* [To do]
Make an exact reproduction of all the data.

** Dataset extract follows **

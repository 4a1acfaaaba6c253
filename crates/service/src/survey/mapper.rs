//! Wire payloads for the survey endpoints and their mapping to validated
//! commands.
//!
//! Inbound structs keep every field optional so that a missing field surfaces
//! as a [`ServiceError::Validation`] naming it, rather than as a generic
//! deserialization failure.

use serde::{Deserialize, Serialize};
use serde_json::Value;

use super::{Survey, SurveyFields};
use crate::errors::ServiceError;

/// Body of create (POST) and update (PUT).
#[derive(Clone, Debug, Default, PartialEq, Serialize, Deserialize)]
pub struct SurveyRequest {
    #[serde(default)]
    pub id: Option<i64>,
    #[serde(default, alias = "surveyorEmail")]
    pub surveyor_email: Option<String>,
    #[serde(default)]
    pub name: Option<String>,
    /// Accepted as a number or a numeric string; see [`coerce_age`].
    #[serde(default)]
    pub age: Option<Value>,
    #[serde(default)]
    pub address: Option<String>,
    #[serde(default)]
    pub symptoms: Option<String>,
    #[serde(default)]
    pub latitude: Option<f64>,
    #[serde(default)]
    pub longitude: Option<f64>,
}

/// Body of DELETE.
#[derive(Clone, Debug, Default, PartialEq, Serialize, Deserialize)]
pub struct DeleteRequest {
    #[serde(default)]
    pub id: Option<i64>,
    #[serde(default, alias = "surveyorEmail")]
    pub surveyor_email: Option<String>,
}

/// Outbound survey; persistence timestamps are not part of the contract.
#[derive(Clone, Debug, PartialEq, Serialize, Deserialize)]
pub struct SurveyResponse {
    pub id: i64,
    pub surveyor_email: String,
    pub name: String,
    pub age: i32,
    pub address: String,
    pub symptoms: String,
    pub latitude: Option<f64>,
    pub longitude: Option<f64>,
}

impl From<Survey> for SurveyResponse {
    fn from(m: Survey) -> Self {
        Self {
            id: m.id,
            surveyor_email: m.surveyor_email,
            name: m.name,
            age: m.age,
            address: m.address,
            symptoms: m.symptoms,
            latitude: m.latitude,
            longitude: m.longitude,
        }
    }
}

#[derive(Clone, Debug, PartialEq)]
pub struct NewSurvey {
    pub surveyor_email: String,
    pub fields: SurveyFields,
}

/// Full replacement of an existing survey, scoped by `(id, surveyor_email)`.
#[derive(Clone, Debug, PartialEq)]
pub struct SurveyReplacement {
    pub id: i64,
    pub surveyor_email: String,
    pub fields: SurveyFields,
}

#[derive(Clone, Debug, PartialEq, Eq)]
pub struct SurveyKey {
    pub id: i64,
    pub surveyor_email: String,
}

/// Non-blank string or a validation error naming `field`.
pub fn require(field: &str, value: Option<String>) -> Result<String, ServiceError> {
    match value {
        Some(v) if !v.trim().is_empty() => Ok(v),
        _ => Err(ServiceError::missing_field(field)),
    }
}

/// Integers pass through, numeric strings are parsed, everything else
/// (absent, null, fractional, out of range, garbage) becomes `0`.
pub fn coerce_age(value: Option<&Value>) -> i32 {
    match value {
        Some(Value::Number(n)) => n.as_i64().and_then(|v| i32::try_from(v).ok()).unwrap_or(0),
        Some(Value::String(s)) => s.trim().parse::<i32>().unwrap_or(0),
        _ => 0,
    }
}

/// Parse an `id` query parameter.
pub fn parse_id(raw: &str) -> Result<i64, ServiceError> {
    raw.trim()
        .parse::<i64>()
        .map_err(|_| ServiceError::Validation(format!("id must be an integer, got {raw:?}")))
}

impl SurveyRequest {
    fn into_owner_and_fields(self) -> Result<(String, SurveyFields), ServiceError> {
        let surveyor_email = require("surveyor_email", self.surveyor_email)?;
        let fields = SurveyFields {
            name: require("name", self.name)?,
            age: coerce_age(self.age.as_ref()),
            address: require("address", self.address)?,
            symptoms: require("symptoms", self.symptoms)?,
            latitude: self.latitude,
            longitude: self.longitude,
        };
        Ok((surveyor_email, fields))
    }

    /// Validate a create payload. A client-supplied `id` is ignored.
    pub fn into_new_survey(self) -> Result<NewSurvey, ServiceError> {
        let (surveyor_email, fields) = self.into_owner_and_fields()?;
        Ok(NewSurvey { surveyor_email, fields })
    }

    pub fn into_replacement(self) -> Result<SurveyReplacement, ServiceError> {
        let id = self.id.ok_or_else(|| ServiceError::missing_field("id"))?;
        let (surveyor_email, fields) = self.into_owner_and_fields()?;
        Ok(SurveyReplacement { id, surveyor_email, fields })
    }
}

impl DeleteRequest {
    pub fn into_key(self) -> Result<SurveyKey, ServiceError> {
        let id = self.id.ok_or_else(|| ServiceError::missing_field("id"))?;
        let surveyor_email = require("surveyor_email", self.surveyor_email)?;
        Ok(SurveyKey { id, surveyor_email })
    }
}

** End of Dataset extract **

* [Result below]
repository 4a1acfaaaba6c253
filename crates/service/src/survey/mapper.rs
//! Wire payloads for the survey endpoints and their mapping to validated
//! commands.
//!
//! Inbound structs keep every field optional so that a missing field surfaces
//! as a [`ServiceError::Validation`] naming it, rather than as a generic
//! deserialization failure.

use serde::{Deserialize, Serialize};
use serde_json::Value;

use super::{Survey, SurveyFields};
use crate::errors::ServiceError;

/// Body of create (POST) and update (PUT).
#[derive(Clone, Debug, Default, PartialEq, Serialize, Deserialize)]
pub struct SurveyRequest {
    #[serde(default)]
    pub id: Option<i64>,
    #[serde(default, alias = "surveyorEmail")]
    pub surveyor_email: Option<String>,
    #[serde(default)]
    pub name: Option<String>,
    /// Accepted as a number or a numeric string; see [`coerce_age`].
    #[serde(default)]
    pub age: Option<Value>,
    #[serde(default)]
    pub address: Option<String>,
    #[serde(default)]
    pub symptoms: Option<String>,
    #[serde(default)]
    pub latitude: Option<f64>,
    #[serde(default)]
    pub longitude: Option<f64>,
}

/// Body of DELETE.
#[derive(Clone, Debug, Default, PartialEq, Serialize, Deserialize)]
pub struct DeleteRequest {
    #[serde(default)]
    pub id: Option<i64>,
    #[serde(default, alias = "surveyorEmail")]
    pub surveyor_email: Option<String>,
}

/// Outbound survey; persistence timestamps are not part of the contract.
#[derive(Clone, Debug, PartialEq, Serialize, Deserialize)]
pub struct SurveyResponse {
    pub id: i64,
    pub surveyor_email: String,
    pub name: String,
    pub age: i32,
    pub address: String,
    pub symptoms: String,
    pub latitude: Option<f64>,
    pub longitude: Option<f64>,
}

impl From<Survey> for SurveyResponse {
    fn from(m: Survey) -> Self {
        Self {
            id: m.id,
            surveyor_email: m.surveyor_email,
            name: m.name,
            age: m.age,
            address: m.address,
            symptoms: m.symptoms,
            latitude: m.latitude,
            longitude: m.longitude,
        }
    }
}

#[derive(Clone, Debug, PartialEq)]
pub struct NewSurvey {
    pub surveyor_email: String,
    pub fields: SurveyFields,
}

/// Full replacement of an existing survey, scoped by `(id, surveyor_email)`.
#[derive(Clone, Debug, PartialEq)]
pub struct SurveyReplacement {
    pub id: i64,
    pub surveyor_email: String,
    pub fields: SurveyFields,
}

#[derive(Clone, Debug, PartialEq, Eq)]
pub struct SurveyKey {
    pub id: i64,
    pub surveyor_email: String,
}

/// Non-blank string or a validation error naming `field`.
pub fn require(field: &str, value: Option<String>) -> Result<String, ServiceError> {
    match value {
        Some(v) if !v.trim().is_empty() => Ok(v),
        _ => Err(ServiceError::missing_field(field)),
    }
}

/// Integers pass through, numeric strings are parsed, everything else
/// (absent, null, fractional, out of range, garbage) becomes `0`.
pub fn coerce_age(value: Option<&Value>) -> i32 {
    match value {
        Some(Value::Number(n)) => n.as_i64().and_then(|v| i32::try_from(v).ok()).unwrap_or(0),
        Some(Value::String(s)) => s.trim().parse::<i32>().unwrap_or(0),
        _ => 0,
    }
}

/// Parse an `id` query parameter.
pub fn parse_id(raw: &str) -> Result<i64, ServiceError> {
    raw.trim()
        .parse::<i64>()
        .map_err(|_| ServiceError::Validation(format!("id must be an integer, got {raw:?}")))
}

impl SurveyRequest {
    fn into_owner_and_fields(self) -> Result<(String, SurveyFields), ServiceError> {
        let surveyor_email = require("surveyor_email", self.surveyor_email)?;
        let fields = SurveyFields {
            name: require("name", self.name)?,
            age: coerce_age(self.age.as_ref()),
            address: require("address", self.address)?,
            symptoms: require("symptoms", self.symptoms)?,
            latitude: self.latitude,
            longitude: self.longitude,
        };
        Ok((surveyor_email, fields))
    }

    /// Validate a create payload. A client-supplied `id` is ignored.
    pub fn into_new_survey(self) -> Result<NewSurvey, ServiceError> {
        let (surveyor_email, fields) = self.into_owner_and_fields()?;
        Ok(NewSurvey { surveyor_email, fields })
    }

    pub fn into_replacement(self) -> Result<SurveyReplacement, ServiceError> {
        let id = self.id.ok_or_else(|| ServiceError::missing_field("id"))?;
        let (surveyor_email, fields) = self.into_owner_and_fields()?;
        Ok(SurveyReplacement { id, surveyor_email, fields })
    }
}

impl DeleteRequest {
    pub fn into_key(self) -> Result<SurveyKey, ServiceError> {
        let id = self.id.ok_or_else(|| ServiceError::missing_field("id"))?;
        let surveyor_email = require("surveyor_email", self.surveyor_email)?;
        Ok(SurveyKey { id, surveyor_email })
    }
}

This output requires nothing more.